_BRIEF:_ The required output consists solely of the lines from the top of the listing through the line containing "not be resolved.", transcribed exactly.

_ _ _

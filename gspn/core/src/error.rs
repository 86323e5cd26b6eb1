use gspn_spec::{ErrorCode, LayerId};
use thiserror::Error;

use crate::hal::{CoreId, HalError};

/// Errors raised inside the scheduler.
///
/// `Clone` so a frame can hand the first failure of any member to its
/// synchronous waiter.
#[derive(Debug, Clone, Error, PartialEq, Eq)]
pub enum GspnError {
    /// Malformed request or configuration.
    #[error("invalid argument: {0}")]
    InvalidArgument(String),
    /// The pool holds fewer free slots than requested.
    #[error("insufficient capacity: need {need}, have {have}")]
    InsufficientCapacity {
        /// Slots requested.
        need: usize,
        /// Slots free.
        have: usize,
    },
    /// The core is already bound.
    #[error("core {0} is not free")]
    CoreNotFree(CoreId),
    /// A bounded wait expired.
    #[error("timed out")]
    Timeout,
    /// A wait was cut short by device removal.
    #[error("interrupted")]
    Interrupted,
    /// The device is suspending or suspended.
    #[error("device suspended")]
    DeviceSuspended,
    /// A layer's buffer fd could not be resolved.
    #[error("buffer resolution failed for {layer:?} fd {fd}")]
    BufferResolution {
        /// Layer whose buffer failed.
        layer: LayerId,
        /// Fd that failed.
        fd: i32,
    },
    /// A buffer could not be mapped onto the bound core.
    #[error("mapping {layer:?} onto core {core} failed")]
    Map {
        /// Layer whose buffer failed.
        layer: LayerId,
        /// Core being programmed.
        core: CoreId,
    },
    /// A release fence could not be created or an acquire fence imported.
    #[error("fence creation failed: {0}")]
    FenceCreation(String),
    /// Enable rules or register validation rejected the command.
    #[error("parameter check failed: {0}")]
    ParamCheck(String),
    /// The caller's buffer is smaller than the structure.
    #[error("buffer too small: got {got}, need {need}")]
    BufferTooSmall {
        /// Bytes supplied.
        got: usize,
        /// Bytes required.
        need: usize,
    },
    /// Reading the caller's command array failed.
    #[error("copy from user failed: {0}")]
    CopyFromUser(String),
    /// Writing results back to the caller failed.
    #[error("copy to user failed: {0}")]
    CopyToUser(String),
    /// The core stayed busy past its execution deadline.
    #[error("core {0} hardware timeout")]
    HardwareTimeout(CoreId),
    /// The core could not be powered up.
    #[error("core {0} enable failed")]
    CoreEnable(CoreId),
    /// Unknown ioctl control code.
    #[error("unknown control code {0}")]
    Ctl(u8),
    /// The worker thread could not be started.
    #[error("worker thread start failed: {0}")]
    Thread(String),
    /// Collaborator failure.
    #[error(transparent)]
    Hal(#[from] HalError),
}

impl GspnError {
    /// Stable code surfaced at the ioctl boundary.
    pub fn code(&self) -> ErrorCode {
        match self {
            GspnError::InvalidArgument(_) => ErrorCode::InvalidArgument,
            GspnError::InsufficientCapacity { .. } => ErrorCode::NotEnoughEmptyKcmd,
            GspnError::CoreNotFree(_) => ErrorCode::GetFreeCore,
            GspnError::Timeout => ErrorCode::Timeout,
            GspnError::Interrupted => ErrorCode::Interrupted,
            GspnError::DeviceSuspended => ErrorCode::Suspended,
            GspnError::BufferResolution { .. } => ErrorCode::GetDmabufByFd,
            GspnError::Map { .. } => ErrorCode::IommuMap,
            GspnError::FenceCreation(_) => ErrorCode::FenceCreate,
            GspnError::ParamCheck(_) => ErrorCode::ParamCheck,
            GspnError::BufferTooSmall { .. } => ErrorCode::BufferTooSmall,
            GspnError::CopyFromUser(_) => ErrorCode::CopyFromUser,
            GspnError::CopyToUser(_) => ErrorCode::CopyToUser,
            GspnError::HardwareTimeout(_) => ErrorCode::HardwareTimeout,
            GspnError::CoreEnable(_) => ErrorCode::CoreEnable,
            GspnError::Ctl(_) => ErrorCode::CtlCode,
            GspnError::Thread(_) => ErrorCode::CreateThread,
            GspnError::Hal(err) => match err {
                HalError::UnknownBuffer(_) => ErrorCode::GetDmabufByFd,
                HalError::Map { .. } => ErrorCode::IommuMap,
                HalError::Fence(_) => ErrorCode::FenceCreate,
                HalError::FenceTimeout => ErrorCode::FenceWait,
                HalError::Enable(_) => ErrorCode::CoreEnable,
                HalError::Irq(_) => ErrorCode::CreateThread,
            },
        }
    }
}

impl From<GspnError> for ErrorCode {
    fn from(err: GspnError) -> Self {
        err.code()
    }
}

/// Result alias used across the engine.
pub type Result<T> = std::result::Result<T, GspnError>;

#[cfg(test)]
mod tests {
    use super::*;

    #[test]
    fn internal_errors_map_to_stable_codes() {
        assert_eq!(GspnError::Timeout.code(), ErrorCode::Timeout);
        assert_eq!(
            GspnError::BufferResolution {
                layer: LayerId::L2,
                fd: 9
            }
            .code(),
            ErrorCode::GetDmabufByFd
        );
        assert_eq!(
            GspnError::from(HalError::FenceTimeout).code(),
            ErrorCode::FenceWait
        );
        let code: ErrorCode = GspnError::ParamCheck("ratio".into()).into();
        assert_eq!(code, ErrorCode::ParamCheck);
    }
}
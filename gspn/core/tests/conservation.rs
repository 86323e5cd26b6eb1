use gspn_core::cores::CoreManager;
use gspn_core::hal::TimelineHandle;
use gspn_core::kcmd::{Location, SlotId};
use gspn_core::pool::CommandPool;
use proptest::prelude::*;

const SLOTS: usize = 12;
const CORES: usize = 3;

#[derive(Debug, Clone)]
enum Op {
    Acquire(usize),
    Enqueue(usize),
    Abandon,
    Pop(usize),
    RetireOne,
    Flush,
    Drain,
}

fn op() -> impl Strategy<Value = Op> {
    prop_oneof![
        (1..=4usize).prop_map(Op::Acquire),
        (0..CORES).prop_map(Op::Enqueue),
        Just(Op::Abandon),
        (0..CORES).prop_map(Op::Pop),
        Just(Op::RetireOne),
        Just(Op::Flush),
        Just(Op::Drain),
    ]
}

fn check(pool: &CommandPool, cores: &CoreManager, claimed: &[Vec<SlotId>]) {
    let held: usize = claimed.iter().map(Vec::len).sum();
    let fill: usize = cores.iter().map(|core| core.fill_len()).sum();
    assert_eq!(pool.empty_len() + fill + pool.dissociated_len() + held, SLOTS);

    let count = |want: Location| {
        (0..SLOTS)
            .filter(|&id| pool.slot(id).location == want)
            .count()
    };
    assert_eq!(count(Location::Empty), pool.empty_len());
    assert_eq!(count(Location::Dissociated), pool.dissociated_len());
    assert_eq!(count(Location::Claimed), held);
    for core in cores.iter() {
        assert_eq!(count(Location::Fill(core.id())), core.fill_len());
    }
}

proptest! {
    #![proptest_config(ProptestConfig::with_cases(64))]

    #[test]
    fn every_slot_stays_on_exactly_one_list(ops in prop::collection::vec(op(), 1..60)) {
        let pool = CommandPool::new(SLOTS);
        let cores = CoreManager::new((0..CORES as u64).map(TimelineHandle).collect());
        let mut claimed: Vec<Vec<SlotId>> = Vec::new();
        let mut dissociated: Vec<SlotId> = Vec::new();

        for op in ops {
            match op {
                Op::Acquire(n) => {
                    let before = pool.empty_len();
                    match pool.try_acquire(n) {
                        Ok(ids) => {
                            prop_assert_eq!(ids.len(), n);
                            claimed.push(ids);
                        }
                        Err(_) => prop_assert_eq!(pool.empty_len(), before),
                    }
                }
                Op::Enqueue(core) => {
                    if let Some(ids) = claimed.pop() {
                        cores.enqueue_fill(core, &ids, &pool);
                    }
                }
                Op::Abandon => {
                    if let Some(ids) = claimed.pop() {
                        pool.release(&ids);
                    }
                }
                Op::Pop(core) => {
                    if let Some(id) = cores.pop_fill(core, &pool) {
                        dissociated.push(id);
                    }
                }
                Op::RetireOne => {
                    if let Some(id) = dissociated.pop() {
                        prop_assert!(pool.retire_single(id));
                    }
                }
                Op::Flush => {
                    prop_assert_eq!(pool.flush_dissociation(), dissociated.len());
                    dissociated.clear();
                }
                Op::Drain => {
                    let drained = cores.drain_fill();
                    pool.release(&drained);
                }
            }
            check(&pool, &cores, &claimed);
        }

        for ids in claimed.drain(..) {
            pool.release(&ids);
        }
        let drained = cores.drain_fill();
        pool.release(&drained);
        pool.flush_dissociation();
        prop_assert!(!pool.recover_leaks());
        prop_assert_eq!(pool.empty_len(), SLOTS);
    }
}
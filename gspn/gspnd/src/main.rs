//! `gspnd` probes a simulated GSPN device and drives it through the ioctl surface.

use std::path::{Path, PathBuf};
use std::sync::Arc;
use std::thread;
use std::time::{Duration, Instant};

use anyhow::{bail, Context};
use clap::{Args, Parser, Subcommand};
use gspn_core::sim::{SimBuffers, SimFences, SimHardware, SimMode};
use gspn_core::{DeviceStats, GspnDevice, SchedulerConfig, SuspendOutcome};
use gspn_spec::abi::encode_cmd_array;
use gspn_spec::{Capability, CmdInfo, IoctlRequest, CAPABILITY_SIZE, CMD_INFO_SIZE};
use serde::{Deserialize, Serialize};
use tracing::{info, warn, Level};
use tracing_subscriber::{EnvFilter, FmtSubscriber};

/// Gspnd command line.
#[derive(Parser, Debug)]
#[command(author, version, about, long_about = None)]
struct Cli {
    /// Increase output verbosity.
    #[arg(short, long, action = clap::ArgAction::Count)]
    verbose: u8,
    /// Override log level (e.g. info, debug, trace).
    #[arg(long, env = "GSPN_LOG_LEVEL")]
    log_level: Option<String>,
    /// Scheduler configuration (JSON); defaults apply to missing fields.
    #[arg(long, env = "GSPN_CONFIG", value_name = "FILE")]
    config: Option<PathBuf>,
    /// Chip id reported by the simulated hardware.
    #[arg(long, default_value_t = 0x9631_0000)]
    chip_id: u32,
    #[command(subcommand)]
    command: Command,
}

#[derive(Subcommand, Debug)]
enum Command {
    /// Print the capability report.
    Capability,
    /// Print the effective scheduler configuration.
    Config,
    /// Replay a workload file and print device statistics.
    Run(RunArgs),
}

#[derive(Args, Debug)]
struct RunArgs {
    /// Workload definition (JSON).
    #[arg(long, value_name = "FILE")]
    workload: PathBuf,
    /// Simulated execution time of one trigger.
    #[arg(long, default_value_t = 2)]
    latency_ms: u64,
    /// Concurrent submitting clients.
    #[arg(long, default_value_t = 1)]
    clients: u32,
    /// Times each client replays the workload.
    #[arg(long, default_value_t = 1)]
    repeat: u32,
    /// Suspend the device once the replay finishes.
    #[arg(long)]
    suspend: bool,
}

/// One batch of commands submitted by a single ioctl.
#[derive(Debug, Clone, Deserialize)]
struct WorkloadFrame {
    #[serde(default, rename = "async")]
    async_flag: bool,
    commands: Vec<CmdInfo>,
}

#[derive(Debug, Clone, Deserialize)]
struct Workload {
    frames: Vec<WorkloadFrame>,
}

#[derive(Debug, Default, Serialize)]
struct ClientReport {
    submitted: u64,
    rejected: u64,
}

#[derive(Debug, Serialize)]
struct RunReport {
    elapsed_ms: u128,
    submitted: u64,
    rejected: u64,
    suspend: Option<SuspendOutcome>,
    stats: DeviceStats,
}

fn init_tracing(cli: &Cli) -> anyhow::Result<()> {
    let level = cli
        .log_level
        .as_deref()
        .map(|lvl| lvl.to_ascii_uppercase())
        .map(|lvl| match lvl.as_str() {
            "TRACE" => Level::TRACE,
            "DEBUG" => Level::DEBUG,
            "WARN" => Level::WARN,
            "ERROR" => Level::ERROR,
            _ => Level::INFO,
        })
        .unwrap_or_else(|| match cli.verbose {
            0 => Level::INFO,
            1 => Level::DEBUG,
            _ => Level::TRACE,
        });
    let env_filter =
        EnvFilter::try_from_default_env().unwrap_or_else(|_| EnvFilter::new(level.as_str()));
    let subscriber = FmtSubscriber::builder()
        .with_max_level(level)
        .with_env_filter(env_filter)
        .with_writer(std::io::stderr)
        .finish();
    tracing::subscriber::set_global_default(subscriber)?;
    Ok(())
}

fn load_config(path: Option<&Path>) -> anyhow::Result<SchedulerConfig> {
    let Some(path) = path else {
        return Ok(SchedulerConfig::default());
    };
    let raw = std::fs::read_to_string(path)
        .with_context(|| format!("failed to read config {}", path.display()))?;
    let config: SchedulerConfig = serde_json::from_str(&raw)
        .with_context(|| format!("failed to parse config {}", path.display()))?;
    config
        .validate()
        .with_context(|| format!("invalid config {}", path.display()))?;
    Ok(config)
}

fn load_workload(path: &Path) -> anyhow::Result<Workload> {
    let raw = std::fs::read_to_string(path)
        .with_context(|| format!("failed to read workload {}", path.display()))?;
    let workload: Workload = serde_json::from_str(&raw)
        .with_context(|| format!("failed to parse workload {}", path.display()))?;
    if workload.frames.is_empty() {
        bail!("workload {} has no frames", path.display());
    }
    Ok(workload)
}

fn probe(config: SchedulerConfig, chip_id: u32, mode: SimMode) -> anyhow::Result<GspnDevice> {
    let hw = SimHardware::new(config.core_count, chip_id);
    hw.set_all_modes(mode);
    let device = GspnDevice::probe(
        config,
        Arc::new(hw),
        Arc::new(SimBuffers::new()),
        Arc::new(SimFences::new()),
    )
    .context("device probe failed")?;
    Ok(device)
}

fn read_capability(device: &GspnDevice) -> anyhow::Result<Capability> {
    let mut user = vec![0u8; CAPABILITY_SIZE];
    let raw = IoctlRequest::get_capability(CAPABILITY_SIZE as u32).encode();
    device
        .ioctl(std::process::id(), raw, &mut user)
        .context("GET_CAPABILITY failed")?;
    Ok(Capability::decode(&user)?)
}

fn run_client(device: &GspnDevice, pid: u32, workload: &Workload, repeat: u32) -> ClientReport {
    let mut report = ClientReport::default();
    for _ in 0..repeat {
        for frame in &workload.frames {
            let count = frame.commands.len() as u32;
            let mut user = encode_cmd_array(&frame.commands);
            let raw = IoctlRequest::set_param(count, frame.async_flag, CMD_INFO_SIZE as u32).encode();
            match device.ioctl(pid, raw, &mut user) {
                Ok(()) => report.submitted += 1,
                Err(code) => {
                    warn!(pid, code = code.as_raw(), error = %code, "frame rejected");
                    report.rejected += 1;
                }
            }
        }
    }
    report
}

fn run(device: &GspnDevice, args: &RunArgs) -> anyhow::Result<RunReport> {
    let workload = load_workload(&args.workload)?;
    let started = Instant::now();
    let reports: Vec<ClientReport> = thread::scope(|s| {
        let handles: Vec<_> = (0..args.clients)
            .map(|client| {
                let workload = &workload;
                s.spawn(move || run_client(device, client + 1, workload, args.repeat))
            })
            .collect();
        handles
            .into_iter()
            .map(|handle| handle.join().unwrap_or_default())
            .collect()
    });

    let deadline = Instant::now() + Duration::from_secs(10);
    while device.stats().remain_async > 0 && Instant::now() < deadline {
        thread::sleep(Duration::from_millis(5));
    }
    let remain = device.stats().remain_async;
    if remain > 0 {
        warn!(remain, "asynchronous commands still pending");
    }
    let suspend = args.suspend.then(|| device.suspend());

    let report = RunReport {
        elapsed_ms: started.elapsed().as_millis(),
        submitted: reports.iter().map(|r| r.submitted).sum(),
        rejected: reports.iter().map(|r| r.rejected).sum(),
        suspend,
        stats: device.stats(),
    };
    info!(
        submitted = report.submitted,
        rejected = report.rejected,
        elapsed_ms = report.elapsed_ms as u64,
        "workload replayed"
    );
    Ok(report)
}

fn main() -> anyhow::Result<()> {
    let cli = Cli::parse();
    init_tracing(&cli)?;
    let config = load_config(cli.config.as_deref())?;

    match &cli.command {
        Command::Config => {
            println!("{}", serde_json::to_string_pretty(&config)?);
        }
        Command::Capability => {
            let device = probe(config, cli.chip_id, SimMode::Manual)?;
            let cap = read_capability(&device)?;
            println!("{}", serde_json::to_string_pretty(&cap)?);
        }
        Command::Run(args) => {
            let mode = SimMode::Latency(Duration::from_millis(args.latency_ms));
            let device = probe(config, cli.chip_id, mode)?;
            let report = run(&device, args)?;
            println!("{}", serde_json::to_string_pretty(&report)?);
        }
    }
    Ok(())
}

#[cfg(test)]
mod tests {
    use super::*;
    use gspn_spec::LayerId;

    const COMPOSE: &str = include_str!("../workloads/compose.json");

    #[test]
    fn bundled_workload_parses_with_defaults() {
        let workload: Workload = serde_json::from_str(COMPOSE).unwrap();
        assert_eq!(workload.frames.len(), 2);
        assert!(workload.frames[0].async_flag);
        let cmd = &workload.frames[0].commands[1];
        assert_eq!(cmd.layer(LayerId::L2).share_fd, gspn_spec::NO_FD);
        assert_eq!(workload.frames[1].commands[0].split_total(), 2);
    }

    #[test]
    fn bundled_workload_replays_cleanly() {
        let workload: Workload = serde_json::from_str(COMPOSE).unwrap();
        let device = probe(
            SchedulerConfig::default(),
            0x9631_0000,
            SimMode::Latency(Duration::from_millis(1)),
        )
        .unwrap();
        let report = run_client(&device, 1, &workload, 2);
        assert_eq!(report.submitted, 4);
        assert_eq!(report.rejected, 0);
    }

    #[test]
    fn capability_reads_through_ioctl() {
        let device = probe(SchedulerConfig::default(), 0x1234_0000, SimMode::Manual).unwrap();
        let cap = read_capability(&device).unwrap();
        assert!(cap.is_valid());
        assert_eq!(cap, device.capability());
    }
}
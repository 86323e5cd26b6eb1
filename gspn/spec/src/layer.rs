use serde::{Deserialize, Serialize};

/// Number of layer descriptors carried by every command (4 sources, 2 destinations).
pub const LAYER_COUNT: usize = 6;

/// Sentinel marking an unused buffer or fence fd.
pub const NO_FD: i32 = -1;

/// Maximum number of trigger cycles a single command may be split into.
pub const SPLIT_PARTS_MAX: u32 = 4;

/// Position of a layer inside [`CmdInfo::layers`].
#[derive(Debug, Clone, Copy, PartialEq, Eq, Hash, Serialize, Deserialize)]
pub enum LayerId {
    /// Source layer 0, the only one that may be scaled.
    L0,
    /// Source layer 1.
    L1,
    /// Source layer 2.
    L2,
    /// Source layer 3.
    L3,
    /// First destination.
    Des1,
    /// Second destination, only used by the dual run mode.
    Des2,
}

impl LayerId {
    /// Every layer in descriptor order.
    pub const ALL: [LayerId; LAYER_COUNT] = [
        LayerId::L0,
        LayerId::L1,
        LayerId::L2,
        LayerId::L3,
        LayerId::Des1,
        LayerId::Des2,
    ];

    /// Source layers in descriptor order.
    pub const SOURCES: [LayerId; 4] = [LayerId::L0, LayerId::L1, LayerId::L2, LayerId::L3];

    /// Destination layers in descriptor order.
    pub const DESTINATIONS: [LayerId; 2] = [LayerId::Des1, LayerId::Des2];

    /// Index of this layer in the descriptor array.
    pub fn index(self) -> usize {
        match self {
            LayerId::L0 => 0,
            LayerId::L1 => 1,
            LayerId::L2 => 2,
            LayerId::L3 => 3,
            LayerId::Des1 => 4,
            LayerId::Des2 => 5,
        }
    }

    /// Whether the layer is an output.
    pub fn is_destination(self) -> bool {
        matches!(self, LayerId::Des1 | LayerId::Des2)
    }

    /// Short lowercase name used in logs and timeline names.
    pub fn name(self) -> &'static str {
        match self {
            LayerId::L0 => "l0",
            LayerId::L1 => "l1",
            LayerId::L2 => "l2",
            LayerId::L3 => "l3",
            LayerId::Des1 => "des1",
            LayerId::Des2 => "des2",
        }
    }
}

/// Width and height in pixels.
#[derive(Debug, Clone, Copy, Default, PartialEq, Eq, Hash, Serialize, Deserialize)]
pub struct Size {
    /// Width in pixels.
    pub w: u16,
    /// Height in pixels.
    pub h: u16,
}

impl Size {
    /// Construct a size.
    pub const fn new(w: u16, h: u16) -> Self {
        Self { w, h }
    }

    /// Pack into one register word, width in the low half.
    pub fn to_reg(self) -> u32 {
        u32::from(self.w) | (u32::from(self.h) << 16)
    }
}

/// Device addresses of the three planes of a mapped buffer.
#[derive(Debug, Clone, Copy, Default, PartialEq, Eq, Serialize, Deserialize)]
pub struct PlaneAddr {
    /// Luma (or packed RGB) plane.
    pub y: u32,
    /// First chroma plane.
    pub u: u32,
    /// Second chroma plane.
    pub v: u32,
}

/// One source or destination layer of a command.
#[derive(Debug, Clone, Copy, PartialEq, Eq, Serialize, Deserialize)]
#[serde(default)]
pub struct LayerInfo {
    /// Layer participates in the job.
    pub layer_en: bool,
    /// Buffer fd, [`NO_FD`] when the layer carries no buffer.
    pub share_fd: i32,
    /// Offset of the U plane from the Y plane in bytes.
    pub uv_offset: u32,
    /// Offset of the V plane from the Y plane in bytes.
    pub v_offset: u32,
    /// Source crop rectangle size.
    pub clip_size: Size,
    /// Size after scaling.
    pub scale_out_size: Size,
    /// Working source size used by the second scale sequence.
    pub work_src_size: Size,
    /// Fence the hardware waits on before reading this layer.
    pub acq_fen_fd: i32,
    /// Fence signalled when the hardware has finished with this layer.
    pub rls_fen_fd: i32,
    /// Device addresses, filled in when the buffer is mapped.
    pub addr: PlaneAddr,
}

impl Default for LayerInfo {
    fn default() -> Self {
        Self {
            layer_en: false,
            share_fd: NO_FD,
            uv_offset: 0,
            v_offset: 0,
            clip_size: Size::default(),
            scale_out_size: Size::default(),
            work_src_size: Size::default(),
            acq_fen_fd: NO_FD,
            rls_fen_fd: NO_FD,
            addr: PlaneAddr::default(),
        }
    }
}

impl LayerInfo {
    /// True when the buffer-resolution path must run for this layer.
    pub fn has_buffer(&self) -> bool {
        self.layer_en && self.share_fd > 0
    }

    /// True when the layer carries an acquire fence to wait on.
    pub fn has_acquire_fence(&self) -> bool {
        self.layer_en && self.acq_fen_fd >= 0
    }
}

/// How the sources are routed to the destinations.
#[derive(Debug, Clone, Copy, Default, PartialEq, Eq, Serialize, Deserialize)]
pub enum RunMode {
    /// All enabled sources blend into DES1.
    #[default]
    Compose,
    /// L0 scales into DES2 while L1-L3 blend into DES1.
    Dual,
}

impl RunMode {
    /// Raw ABI value.
    pub fn as_raw(self) -> u32 {
        match self {
            RunMode::Compose => 0,
            RunMode::Dual => 1,
        }
    }

    /// Decode a raw ABI value.
    pub fn from_raw(raw: u32) -> Option<Self> {
        match raw {
            0 => Some(RunMode::Compose),
            1 => Some(RunMode::Dual),
            _ => None,
        }
    }
}

/// Command-wide settings.
#[derive(Debug, Clone, Copy, Default, PartialEq, Eq, Serialize, Deserialize)]
#[serde(default)]
pub struct MiscInfo {
    /// Routing mode.
    pub run_mode: RunMode,
    /// Scale sequence: 0 scales before blending, 1 after.
    pub scale_seq: u8,
    /// Scaling required; derived by the engine, any user value is overwritten.
    pub scale_en: bool,
    /// Horizontal/vertical tap selection code (0..=7).
    pub htap4: u8,
    /// Completion is reported through release fences instead of blocking.
    pub async_flag: bool,
    /// Number of trigger cycles; 0 and 1 both mean "not split".
    pub split_parts: u8,
}

/// Full command as submitted through `SET_PARAM`.
#[derive(Debug, Clone, Copy, Default, PartialEq, Eq, Serialize, Deserialize)]
#[serde(default)]
pub struct CmdInfo {
    /// Layer descriptors indexed by [`LayerId::index`].
    pub layers: [LayerInfo; LAYER_COUNT],
    /// Command-wide settings.
    pub misc: MiscInfo,
}

impl CmdInfo {
    /// Borrow one layer.
    pub fn layer(&self, id: LayerId) -> &LayerInfo {
        &self.layers[id.index()]
    }

    /// Mutably borrow one layer.
    pub fn layer_mut(&mut self, id: LayerId) -> &mut LayerInfo {
        &mut self.layers[id.index()]
    }

    /// Enabled layers in descriptor order.
    pub fn enabled_layers(&self) -> impl Iterator<Item = (LayerId, &LayerInfo)> + '_ {
        LayerId::ALL
            .into_iter()
            .map(move |id| (id, self.layer(id)))
            .filter(|(_, layer)| layer.layer_en)
    }

    /// Number of trigger cycles this command needs.
    pub fn split_total(&self) -> u32 {
        u32::from(self.misc.split_parts).clamp(1, SPLIT_PARTS_MAX)
    }

    /// Reset every fence fd to the sentinel.
    pub fn clear_fences(&mut self) {
        for layer in self.layers.iter_mut() {
            layer.acq_fen_fd = NO_FD;
            layer.rls_fen_fd = NO_FD;
        }
    }
}

#[cfg(test)]
mod tests {
    use super::*;

    #[test]
    fn default_layers_carry_sentinels() {
        let cmd = CmdInfo::default();
        for layer in cmd.layers.iter() {
            assert_eq!(layer.share_fd, NO_FD);
            assert_eq!(layer.acq_fen_fd, NO_FD);
            assert_eq!(layer.rls_fen_fd, NO_FD);
            assert!(!layer.has_buffer());
        }
    }

    #[test]
    fn zero_fd_is_not_a_buffer() {
        let layer = LayerInfo {
            layer_en: true,
            share_fd: 0,
            ..LayerInfo::default()
        };
        assert!(!layer.has_buffer());
    }

    #[test]
    fn split_total_is_clamped() {
        let mut cmd = CmdInfo::default();
        assert_eq!(cmd.split_total(), 1);
        cmd.misc.split_parts = 3;
        assert_eq!(cmd.split_total(), 3);
        cmd.misc.split_parts = 200;
        assert_eq!(cmd.split_total(), SPLIT_PARTS_MAX);
    }

    #[test]
    fn partial_json_fills_defaults() {
        let json = r#"{"layers":[{"layer_en":true,"share_fd":7},{},{},{},{},{}]}"#;
        let cmd: CmdInfo = serde_json::from_str(json).unwrap();
        assert!(cmd.layer(LayerId::L0).has_buffer());
        assert_eq!(cmd.layer(LayerId::Des2).share_fd, NO_FD);
        assert_eq!(cmd.misc.run_mode, RunMode::Compose);
    }
}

_ _ _

_SOLUTION:_
filename gspn/core/src/error.rs
repository 86323e5cd26b6eb1
use gspn_spec::{ErrorCode, LayerId};
use thiserror::Error;

use crate::hal::{CoreId, HalError};

/// Errors raised inside the scheduler.
///
/// `Clone` so a frame can hand the first failure of any member to its
/// synchronous waiter.
#[derive(Debug, Clone, Error, PartialEq, Eq)]
pub enum GspnError {
    /// Malformed request or configuration.
    #[error("invalid argument: {0}")]
    InvalidArgument(String),
    /// The pool holds fewer free slots than requested.
    #[error("insufficient capacity: need {need}, have {have}")]
    InsufficientCapacity {
        /// Slots requested.
        need: usize,
        /// Slots free.
        have: usize,
    },
    /// The core is already bound.
    #[error("core {0} is not free")]
    CoreNotFree(CoreId),
    /// A bounded wait expired.
    #[error("timed out")]
    Timeout,
    /// A wait was cut short by device removal.
    #[error("interrupted")]
    Interrupted,
    /// The device is suspending or suspended.
    #[error("device suspended")]
    DeviceSuspended,
    /// A layer's buffer fd could not be resolved.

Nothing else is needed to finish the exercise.